AGree, I never saw Penny care much about defense. He had the big scoring numbers and the cute commercials but Shaq carried that team. Hill played with a far weaker supporting cast but made them dangerous, played much better defense, and seemed to be much more of a "we" guy rather than a "me" guy. I'd take Grant Hill pretty easily.


----------



## KillWill (Jul 1, 2003)

Grant Hill = Lebron James
Penny = Tracy McGrady

before injuries derailed these guys, they roughly reminded me of these guys. hope that helps neophytes.


----------



## kflo (Jun 28, 2002)

BadBaronRudigor said:


> AGree, I never saw Penny care much about defense. He had the big scoring numbers and the cute commercials but Shaq carried that team. Hill played with a far weaker supporting cast but made them dangerous, played much better defense, and seemed to be much more of a "we" guy rather than a "me" guy. I'd take Grant Hill pretty easily.

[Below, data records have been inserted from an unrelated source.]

//! Subprocess execution for the infrastructure tool.
//!
//! [`CommandRunner`] is the port every tool invocation goes through. The
//! production implementation spawns the binary with Tokio; tests substitute
//! a mock or a scripted runner.

use async_trait::async_trait;
use std::path::Path;
use std::process::Stdio;
use std::time::Duration;
use tokio::process::Command;
use tracing::debug;

use crate::error::{CommandError, EcatError, Result};

/// Exit code reported for a process terminated by a signal.
pub const SIGNAL_EXIT_CODE: i32 = -1;

/// Outcome of one tool invocation.
#[derive(Debug, Clone, PartialEq, Eq)]
pub struct CommandResult {
    /// Process exit code.
    pub exit_code: i32,
    /// Captured standard output.
    pub stdout: String,
    /// Captured standard error.
    pub stderr: String,
}

impl CommandResult {
    /// Creates a new command result.
    #[must_use]
    pub fn new(exit_code: i32, stdout: impl Into<String>, stderr: impl Into<String>) -> Self {
        Self {
            exit_code,
            stdout: stdout.into(),
            stderr: stderr.into(),
        }
    }

    /// Creates a successful result with the given output.
    #[must_use]
    pub fn success(stdout: impl Into<String>) -> Self {
        Self::new(0, stdout, "")
    }
}

/// Executes a single tool invocation in a working directory.
///
/// Implementations report how the process ended; they do not decide whether
/// an exit code is a failure. Errors are reserved for processes that could
/// not be started or did not finish in time.
#[cfg_attr(test, mockall::automock)]
#[async_trait]
pub trait CommandRunner: Send + Sync {
    /// Runs `binary` with `args`, using `working_dir` as the current directory.
    async fn run(&self, binary: &str, args: &[String], working_dir: &Path) -> Result<CommandResult>;
}

/// Runner that spawns real processes.
#[derive(Debug, Clone, Default)]
pub struct TokioCommandRunner {
    /// Optional per-command timeout.
    timeout: Option<Duration>,
}

impl TokioCommandRunner {
    /// Creates a runner that waits for every command to exit.
    #[must_use]
    pub const fn new() -> Self {
        Self { timeout: None }
    }

    /// Sets a per-command timeout.
    #[must_use]
    pub const fn with_timeout(mut self, timeout: Option<Duration>) -> Self {
        self.timeout = timeout;
        self
    }
}

#[async_trait]
impl CommandRunner for TokioCommandRunner {
    async fn run(&self, binary: &str, args: &[String], working_dir: &Path) -> Result<CommandResult> {
        let command_line = format_command(binary, args);
        debug!("Running '{}' in {}", command_line, working_dir.display());

        let child = Command::new(binary)
            .args(args)
            .current_dir(working_dir)
            .env("TF_IN_AUTOMATION", "1")
            .stdin(Stdio::null())
            .stdout(Stdio::piped())
            .stderr(Stdio::piped())
            .kill_on_drop(true)
            .spawn()
            .map_err(|e| {
                EcatError::Command(CommandError::SpawnFailed {
                    command: command_line.clone(),
                    message: e.to_string(),
                })
            })?;

        // Dropping the wait future on timeout drops the child, which kills it.
        let output = match self.timeout {
            Some(timeout) => tokio::time::timeout(timeout, child.wait_with_output())
                .await
                .map_err(|_| {
                    EcatError::Command(CommandError::TimedOut {
                        command: command_line.clone(),
                        timeout_secs: timeout.as_secs(),
                    })
                })?,
            None => child.wait_with_output().await,
        }
        .map_err(|e| {
            EcatError::Command(CommandError::SpawnFailed {
                command: command_line.clone(),
                message: e.to_string(),
            })
        })?;

        let result = CommandResult {
            exit_code: output.status.code().unwrap_or(SIGNAL_EXIT_CODE),
            stdout: String::from_utf8_lossy(&output.stdout).into_owned(),
            stderr: String::from_utf8_lossy(&output.stderr).into_owned(),
        };

        debug!("'{}' exited with code {}", command_line, result.exit_code);
        Ok(result)
    }
}

/// Formats a command line for logs and error messages.
#[must_use]
pub fn format_command(binary: &str, args: &[String]) -> String {
    std::iter::once(binary)
        .chain(args.iter().map(String::as_str))
        .collect::<Vec<_>>()
        .join(" ")
}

take a look at the start of the '96 season. first 22 games to be exact. shaq wasn't playing. 

i don't see how hill played much better defense. neither guy was great, neither guy was weak. 

i actually take penny overall. hill had more limitations which could limit his overall effectiveness offensively against good defenses, imo. penny was the more dynamic overall player. hill's rebounding might be his biggest differentiator. but penny played the 1. he was a matchup problem. 

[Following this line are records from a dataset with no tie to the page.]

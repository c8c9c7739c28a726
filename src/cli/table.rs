use std::fmt;

use crate::cli::color::{self, Paint};
use crate::lib::{
    board::{Board, Cell},
    calendar::MonthInfo,
    schedule::{Intensity, Location},
};

/// Terminal rendering of a board
///
/// Header rows show seasons, months and week numbers, then each titled
/// section gets a title row and each item a row of week cells. A cell is
/// two characters wide.
pub struct Grid<'b> {
    board: &'b Board,
    paint: Paint,
}

/// Widest label column before names are truncated
const MAX_LABEL: usize = 40;
const CELL_WIDTH: usize = 2;

impl<'b> Grid<'b> {
    pub fn from(board: &'b Board) -> Self {
        Self { board, paint: Paint::OFF }
    }

    /// Use ANSI colours for cells
    pub fn with_color(mut self, color: bool) -> Self {
        self.paint = Paint::new(color);
        self
    }

    fn label_width(&self) -> usize {
        self.board
            .program()
            .sections
            .iter()
            .flat_map(|s| {
                std::iter::once(s.title.chars().count())
                    .chain(s.subtitle.iter().map(|t| t.chars().count() + 2))
                    .chain(s.items.iter().map(|i| i.name.chars().count()))
            })
            .max()
            .unwrap_or(0)
            .clamp(8, MAX_LABEL)
    }

    fn cell(&self, cell: Option<Cell>, target: bool) -> String {
        let glyph = match (cell, target) {
            (None, true) => "<>",
            (None, false) => "  ",
            (Some(c), _) => match c.intensity {
                Intensity::Heavy => "██",
                Intensity::Medium => "▓▓",
                Intensity::Light => "░░",
            },
        };
        let mut style = String::new();
        if target {
            style.push_str(color::REVERSE);
        }
        if let Some(c) = cell {
            if c.dragging {
                style.push_str(color::DIM);
            }
            style.push_str(color::category(c.category));
        }
        self.paint.wrap(&style, glyph)
    }
}

fn fit(text: &str, width: usize) -> String {
    text.chars().take(width).collect()
}

fn month_width(m: &MonthInfo) -> usize {
    m.weeks as usize * CELL_WIDTH
}

// a row with a label and no cells
fn blank_row(f: &mut fmt::Formatter, text: &str, label: usize, months: &[MonthInfo]) -> fmt::Result {
    write!(f, "{} {:l$} ", VLINE, fit(text, label), l = label)?;
    for m in months {
        write!(f, "{}{:w$}", VLINE, "", w = month_width(m))?;
    }
    writeln!(f, "{}", VLINE)
}

impl fmt::Display for Grid<'_> {
    fn fmt(&self, f: &mut fmt::Formatter) -> fmt::Result {
        let cal = self.board.calendar();
        let label = self.label_width();
        let months = cal.months();
        let season_widths = cal
            .seasons()
            .iter()
            .map(|s| cal.season_weeks(s) as usize * CELL_WIDTH + s.months.len() - 1)
            .collect::<Vec<_>>();
        // months that open a new season
        let mut boundaries = vec![false; months.len()];
        let mut idx = 0;
        for s in cal.seasons() {
            if let Some(b) = boundaries.get_mut(idx) {
                *b = true;
            }
            idx += s.months.len();
        }

        // upper border
        write!(f, "{}{}", ULCORNER, HLINE.repeat(label + 2))?;
        for w in &season_widths {
            write!(f, "{}{}", LOJOIN, HLINE.repeat(*w))?;
        }
        writeln!(f, "{}", URCORNER)?;
        // seasons
        write!(f, "{} {:l$} ", VLINE, "", l = label)?;
        for (s, w) in cal.seasons().iter().zip(&season_widths) {
            write!(f, "{}{:^w$}", VLINE, fit(&s.name.to_string(), *w), w = *w)?;
        }
        writeln!(f, "{}", VLINE)?;
        // separator
        write!(f, "{}{}", RTJOIN, HLINE.repeat(label + 2))?;
        for (m, first) in months.iter().zip(&boundaries) {
            let join = if *first { CROSS } else { LOJOIN };
            write!(f, "{}{}", join, HLINE.repeat(month_width(m)))?;
        }
        writeln!(f, "{}", LTJOIN)?;
        // months
        write!(f, "{} {:l$} ", VLINE, "", l = label)?;
        for m in months {
            let text = format!("{} ({}w)", m.month, m.weeks);
            let w = month_width(m);
            write!(f, "{}{:^w$}", VLINE, fit(&text, w), w = w)?;
        }
        writeln!(f, "{}", VLINE)?;
        // week numbers
        write!(f, "{} {:l$} ", VLINE, "", l = label)?;
        for m in months {
            write!(f, "{}", VLINE)?;
            for week in 1..=m.weeks {
                write!(f, "{:>2}", week)?;
            }
        }
        writeln!(f, "{}", VLINE)?;
        // separator
        write!(f, "{}{}", RTJOIN, HLINE.repeat(label + 2))?;
        for m in months {
            write!(f, "{}{}", CROSS, HLINE.repeat(month_width(m)))?;
        }
        writeln!(f, "{}", LTJOIN)?;

        // main block
        for (s, section) in self.board.program().sections.iter().enumerate() {
            if !section.title.is_empty() {
                blank_row(f, &section.title, label, months)?;
                if let Some(subtitle) = &section.subtitle {
                    blank_row(f, &format!("  {}", subtitle), label, months)?;
                }
            }
            for (i, item) in section.items.iter().enumerate() {
                let loc = Location { section: s, item: i };
                write!(f, "{} {:l$} ", VLINE, fit(&item.name, label), l = label)?;
                for m in months {
                    write!(f, "{}", VLINE)?;
                    for week in 1..=m.weeks {
                        let cell = self.board.cell(loc, m.month, week);
                        let target = self.board.is_target(m.month, week);
                        write!(f, "{}", self.cell(cell, target))?;
                    }
                }
                writeln!(f, "{}", VLINE)?;
            }
        }
        // lower border
        write!(f, "{}{}", DLCORNER, HLINE.repeat(label + 2))?;
        for m in months {
            write!(f, "{}{}", HIJOIN, HLINE.repeat(month_width(m)))?;
        }
        writeln!(f, "{}", DRCORNER)?;
        Ok(())
    }
}

const HLINE: &str = "─";
const VLINE: &str = "│";
const ULCORNER: &str = "┌";
const URCORNER: &str = "┐";
const DLCORNER: &str = "└";
const DRCORNER: &str = "┘";
const LTJOIN: &str = "┤";
const RTJOIN: &str = "├";
const HIJOIN: &str = "┴";
const LOJOIN: &str = "┬";
const CROSS: &str = "┼";

#[cfg(test)]
mod test {
    use super::*;
    use crate::lib::{
        calendar::{Calendar, Hemisphere},
        date::Month::*,
        schedule::{ApplicationPeriod, Category, Item, PeriodId, Program, Section},
    };

    fn board() -> Board {
        let program = Program {
            sections: vec![Section {
                title: "BASE PROTECTION - PYTHIUM".to_string(),
                subtitle: Some("Fields: Buckle, Corea".to_string()),
                items: vec![Item {
                    name: "Signature Xtra Stressgard @ 11 kg/ha".to_string(),
                    applications: vec![ApplicationPeriod {
                        id: PeriodId(0),
                        month: Jul,
                        start_week: 1,
                        duration: 3,
                        category: Category::Green,
                    }],
                }],
            }],
        };
        Board::new(Calendar::rolling(2025, Jul, Hemisphere::Southern), program)
    }

    #[test]
    fn aligned_plain_grid() {
        let b = board();
        let shown = format!("{}", Grid::from(&b));
        let widths = shown.lines().map(|l| l.chars().count()).collect::<Vec<_>>();
        assert!(widths.windows(2).all(|w| w[0] == w[1]), "{}", shown);
        assert!(shown.contains("JUL (5w)"));
        assert!(shown.contains("AUG (4w)"));
        assert!(shown.contains("Winter"));
        assert!(shown.contains("  Fields: Buckle, Corea"));
        assert!(shown.contains("│██▓▓░░    │"));
        assert!(!shown.contains('\x1b'));
    }

    #[test]
    fn drop_target_marker() {
        let mut b = board();
        b.drag_start(PeriodId(0));
        b.drag_over(Aug, 2);
        let shown = format!("{}", Grid::from(&b));
        assert!(shown.contains("│  <>    │"), "{}", shown);
    }

    #[test]
    fn colored_cells() {
        let b = board();
        let shown = format!("{}", Grid::from(&b).with_color(true));
        assert!(shown.contains("\x1b[32m██\x1b[0m"));
    }
}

hill had the better career, unquestionably. but if i had to pick, at their peaks i'd pick the too brief peak of penny.


----------



## theEnforcer (May 19, 2008)

According to Basketball-reference.com :

Allstar games: Hill 7, Penny 4
All-NBA (1st or 2nd) teams: Hill 5-2

Top 10 in the league: 
Hill: Points (3x), DReb (2), Ast (1)
Penny: Pts (1), Ast (1), Stl (3)

MVP votes: Hill finished 3rd in '97 with .327 of possible votes; lesser amounts 4 other times; totalling .529
- Penny was 3rd in '96; got votes 2 other years; total .341

Hall of Fame likelihood:
Hill .863 (#70 alltime)
Penny .064 (#158)

"In their prime", they were close to equal. Hill's prime was about twice as long. Penny came to a team that had Shaq; Hill's supporting cast never arrived.


----------



## Gilgamesh (Dec 23, 2005)

Very hard question. Anyone who grew up watching 90s basketball knows just how talented and touted these two guys were.

In the past I probably take Hill but now that I think about it I gotta agree with Prolific and take Penny.

But I don't agree with some the points made in his post.

First, Hill was not a scorer. Some people called him the best "point" in the game. Also, Penny didn't play better defense. None were stellar and many people forget just how highly touted Hill was coming out of Duke for his defense. Too bad that didn't materialize in the NBA.

To me, Penny was actually the better scorer. He had more offensive weapons than Hill and he had a "killer instinct" that let him take over games with his scoring. That was the problem with Hill.

Shaq made the Magic into championship contenders but don't forget the season when Shaq was out early and the Magic went 17-5 behind Penny who averaged over 26 PPG. 

Hill was the better rebounder and even though Penny had more assists and more "flashy" passes Hill was the better offensive coordinator. Penny had Shaq to throw into and had 3D and Anderson to pass to for 3s when he drove the lane. Who did Hill have? Both were atlethic, Penny was quick, Hill had his very effective cross over. 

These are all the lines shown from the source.